◆ Assignment ◆
Whenever a line in the entries includes the word "PartialEq", copy that line out.

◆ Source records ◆

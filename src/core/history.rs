//! Fixed-capacity history of processed events.
//!
//! Every event the engine sees (except one answered with
//! [`HandlerOutcome::Stop`](super::HandlerOutcome::Stop)) leaves a record in
//! a ring of [`HISTORY_CAPACITY`] slots. Older records are overwritten first.

use super::id::{EventId, StateId};
use chrono::{DateTime, Utc};
use serde::{Deserialize, Serialize};
use std::collections::TryReserveError;
use thiserror::Error;

/// Number of records kept before the oldest is overwritten.
pub const HISTORY_CAPACITY: usize = 64;

/// How the engine finished with a recorded event.
#[derive(Clone, Copy, PartialEq, Eq, Debug, Serialize, Deserialize)]
pub enum RecordOutcome {
    /// Handler succeeded and the next state was committed.
    Committed,
    /// No handler for the event in this state.
    QuietEvent,
    /// Handler asked for the event to be ignored.
    Ignored,
    /// Event id outside the normalized range.
    InvalidEvent,
    /// Resolved next state outside the normalized range.
    InvalidState,
    /// Handler reported a failure.
    HandlerFailed { code: u32 },
}

impl RecordOutcome {
    /// True when the record reflects a committed state change.
    pub fn is_committed(&self) -> bool {
        matches!(self, Self::Committed)
    }
}

/// Record of a single processed event.
///
/// `new_state` is the state the engine resolved, which is only the actual
/// state after the event when `outcome` is [`RecordOutcome::Committed`].
///
/// # Example
///
/// ```rust
/// use tablefsm::core::{EventId, History, HistoryRecord, RecordOutcome, StateId};
/// use chrono::Utc;
///
/// let mut history = History::new().unwrap();
/// history.record(HistoryRecord {
///     sequence: 0,
///     previous_state: StateId::new(0),
///     new_state: StateId::new(1),
///     event: EventId::new(0),
///     outcome: RecordOutcome::Committed,
///     at: Utc::now(),
/// });
/// assert_eq!(history.len(), 1);
/// ```
#[derive(Clone, PartialEq, Debug, Serialize, Deserialize)]
pub struct HistoryRecord {
    /// Position of this record among all records ever written
    pub sequence: u64,
    /// State when the event arrived
    pub previous_state: StateId,
    /// State resolved for the event
    pub new_state: StateId,
    /// Raw event id as submitted, possibly out of range
    pub event: EventId,
    /// How processing ended
    pub outcome: RecordOutcome,
    /// When the event was processed
    pub at: DateTime<Utc>,
}

/// Ring buffer of [`HistoryRecord`]s.
///
/// Slots start empty. Each write first advances the write index and then
/// fills that slot, so the slot at the write index is always the newest.
/// Deserialization rejects rings that are not [`HISTORY_CAPACITY`] slots
/// long or whose write index is out of range.
#[derive(Clone, Debug, Serialize, Deserialize)]
#[serde(try_from = "RawHistory")]
pub struct History {
    slots: Vec<Option<HistoryRecord>>,
    index: usize,
    written: u64,
}

/// A serialized ring that does not fit the fixed layout.
#[derive(Debug, Clone, PartialEq, Eq, Error)]
pub enum HistoryError {
    #[error("History has {found} slots, expected {expected}")]
    WrongCapacity { expected: usize, found: usize },

    #[error("History write index {index} is outside {capacity} slots")]
    IndexOutOfRange { index: usize, capacity: usize },
}

#[derive(Deserialize)]
struct RawHistory {
    slots: Vec<Option<HistoryRecord>>,
    index: usize,
    written: u64,
}

impl TryFrom<RawHistory> for History {
    type Error = HistoryError;

    fn try_from(raw: RawHistory) -> Result<Self, Self::Error> {
        if raw.slots.len() != HISTORY_CAPACITY {
            return Err(HistoryError::WrongCapacity {
                expected: HISTORY_CAPACITY,
                found: raw.slots.len(),
            });
        }
        if raw.index >= HISTORY_CAPACITY {
            return Err(HistoryError::IndexOutOfRange {
                index: raw.index,
                capacity: HISTORY_CAPACITY,
            });
        }
        Ok(Self {
            slots: raw.slots,
            index: raw.index,
            written: raw.written,
        })
    }
}

impl History {
    /// Allocate an empty history.
    ///
    /// Fails only if the ring cannot be allocated.
    pub fn new() -> Result<Self, TryReserveError> {
        let mut slots = Vec::new();
        slots.try_reserve_exact(HISTORY_CAPACITY)?;
        slots.resize(HISTORY_CAPACITY, None);
        Ok(Self {
            slots,
            index: 0,
            written: 0,
        })
    }

    /// Store a record, overwriting the oldest one once the ring is full.
    pub fn record(&mut self, record: HistoryRecord) {
        self.index = (self.index + 1) % HISTORY_CAPACITY;
        self.slots[self.index] = Some(record);
        self.written += 1;
    }

    /// Sequence number the next record will carry.
    pub fn next_sequence(&self) -> u64 {
        self.written
    }

    /// Records currently held, most recent first.
    pub fn iter(&self) -> impl Iterator<Item = &HistoryRecord> + '_ {
        let newest = self.index;
        (0..HISTORY_CAPACITY)
            .map(move |back| (newest + HISTORY_CAPACITY - back) % HISTORY_CAPACITY)
            .filter_map(move |slot| self.slots[slot].as_ref())
    }

    /// Most recent record, if any.
    pub fn latest(&self) -> Option<&HistoryRecord> {
        self.slots[self.index].as_ref()
    }

    /// Number of occupied slots.
    pub fn len(&self) -> usize {
        self.slots.iter().filter(|slot| slot.is_some()).count()
    }

    pub fn is_empty(&self) -> bool {
        self.written == 0
    }

    /// Total number of records written, including overwritten ones.
    pub fn total_recorded(&self) -> u64 {
        self.written
    }
}

#[cfg(test)]
mod tests {
    use super::*;

    fn record(sequence: u64, from: u32, to: u32) -> HistoryRecord {
        HistoryRecord {
            sequence,
            previous_state: StateId::new(from),
            new_state: StateId::new(to),
            event: EventId::new(0),
            outcome: RecordOutcome::Committed,
            at: Utc::now(),
        }
    }

    #[test]
    fn new_history_is_empty() {
        let history = History::new().unwrap();
        assert!(history.is_empty());
        assert_eq!(history.len(), 0);
        assert!(history.latest().is_none());
        assert_eq!(history.iter().count(), 0);
    }

    #[test]
    fn record_lands_after_the_write_index() {
        let mut history = History::new().unwrap();
        history.record(record(0, 0, 1));

        assert!(history.slots[0].is_none());
        assert_eq!(history.slots[1].as_ref().map(|r| r.sequence), Some(0));
    }

    #[test]
    fn iter_yields_most_recent_first() {
        let mut history = History::new().unwrap();
        history.record(record(0, 0, 1));
        history.record(record(1, 1, 2));
        history.record(record(2, 2, 3));

        let sequences: Vec<u64> = history.iter().map(|r| r.sequence).collect();
        assert_eq!(sequences, vec![2, 1, 0]);
        assert_eq!(history.latest().map(|r| r.sequence), Some(2));
    }

    #[test]
    fn ring_overwrites_oldest_first() {
        let mut history = History::new().unwrap();
        let total = HISTORY_CAPACITY as u64 + 10;
        for seq in 0..total {
            history.record(record(seq, 0, 0));
        }

        assert_eq!(history.len(), HISTORY_CAPACITY);
        assert_eq!(history.total_recorded(), total);

        let sequences: Vec<u64> = history.iter().map(|r| r.sequence).collect();
        assert_eq!(sequences.len(), HISTORY_CAPACITY);
        assert_eq!(sequences[0], total - 1);
        assert_eq!(*sequences.last().unwrap(), total - HISTORY_CAPACITY as u64);
        assert!(sequences.windows(2).all(|w| w[0] == w[1] + 1));
    }

    #[test]
    fn full_ring_wraps_through_slot_zero() {
        let mut history = History::new().unwrap();
        for seq in 0..HISTORY_CAPACITY as u64 {
            history.record(record(seq, 0, 0));
        }

        assert_eq!(history.index, 0);
        assert!(history.slots.iter().all(Option::is_some));
    }

    #[test]
    fn iteration_does_not_mutate() {
        let mut history = History::new().unwrap();
        history.record(record(0, 0, 1));

        let first: Vec<u64> = history.iter().map(|r| r.sequence).collect();
        let second: Vec<u64> = history.iter().map(|r| r.sequence).collect();
        assert_eq!(first, second);
        assert_eq!(history.next_sequence(), 1);
    }

    #[test]
    fn outcome_reports_commit() {
        assert!(RecordOutcome::Committed.is_committed());
        assert!(!RecordOutcome::QuietEvent.is_committed());
        assert!(!RecordOutcome::HandlerFailed { code: 3 }.is_committed());
    }

    #[test]
    fn history_serializes_correctly() {
        let mut history = History::new().unwrap();
        history.record(record(0, 0, 1));
        history.record(HistoryRecord {
            outcome: RecordOutcome::HandlerFailed { code: 7 },
            ..record(1, 1, 2)
        });

        let json = serde_json::to_string(&history).unwrap();
        let back: History = serde_json::from_str(&json).unwrap();

        assert_eq!(back.len(), 2);
        assert_eq!(
            back.latest().map(|r| r.outcome),
            Some(RecordOutcome::HandlerFailed { code: 7 })
        );
    }

    #[test]
    fn malformed_ring_fails_to_deserialize() {
        let short = serde_json::from_str::<History>(r#"{"slots":[],"index":5,"written":0}"#);
        assert!(short.is_err());

        let two_slots = serde_json::from_str::<History>(
            r#"{"slots":[null,null],"index":1,"written":0}"#,
        );
        assert!(two_slots.is_err());

        let mut value = serde_json::to_value(History::new().unwrap()).unwrap();
        value["index"] = serde_json::json!(HISTORY_CAPACITY);
        let err = serde_json::from_value::<History>(value).unwrap_err();
        assert!(err.to_string().contains("write index 64"));
    }

    #[test]
    fn raw_ring_is_checked_before_use() {
        let raw = RawHistory {
            slots: vec![None; 3],
            index: 0,
            written: 0,
        };
        assert_eq!(
            History::try_from(raw).unwrap_err(),
            HistoryError::WrongCapacity {
                expected: HISTORY_CAPACITY,
                found: 3,
            }
        );
    }
}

◆ Task output ◆
#[derive(Clone, Copy, PartialEq, Eq, Debug, Serialize, Deserialize)]
#[derive(Clone, PartialEq, Debug, Serialize, Deserialize)]
#[derive(Debug, Clone, PartialEq, Eq, Error)]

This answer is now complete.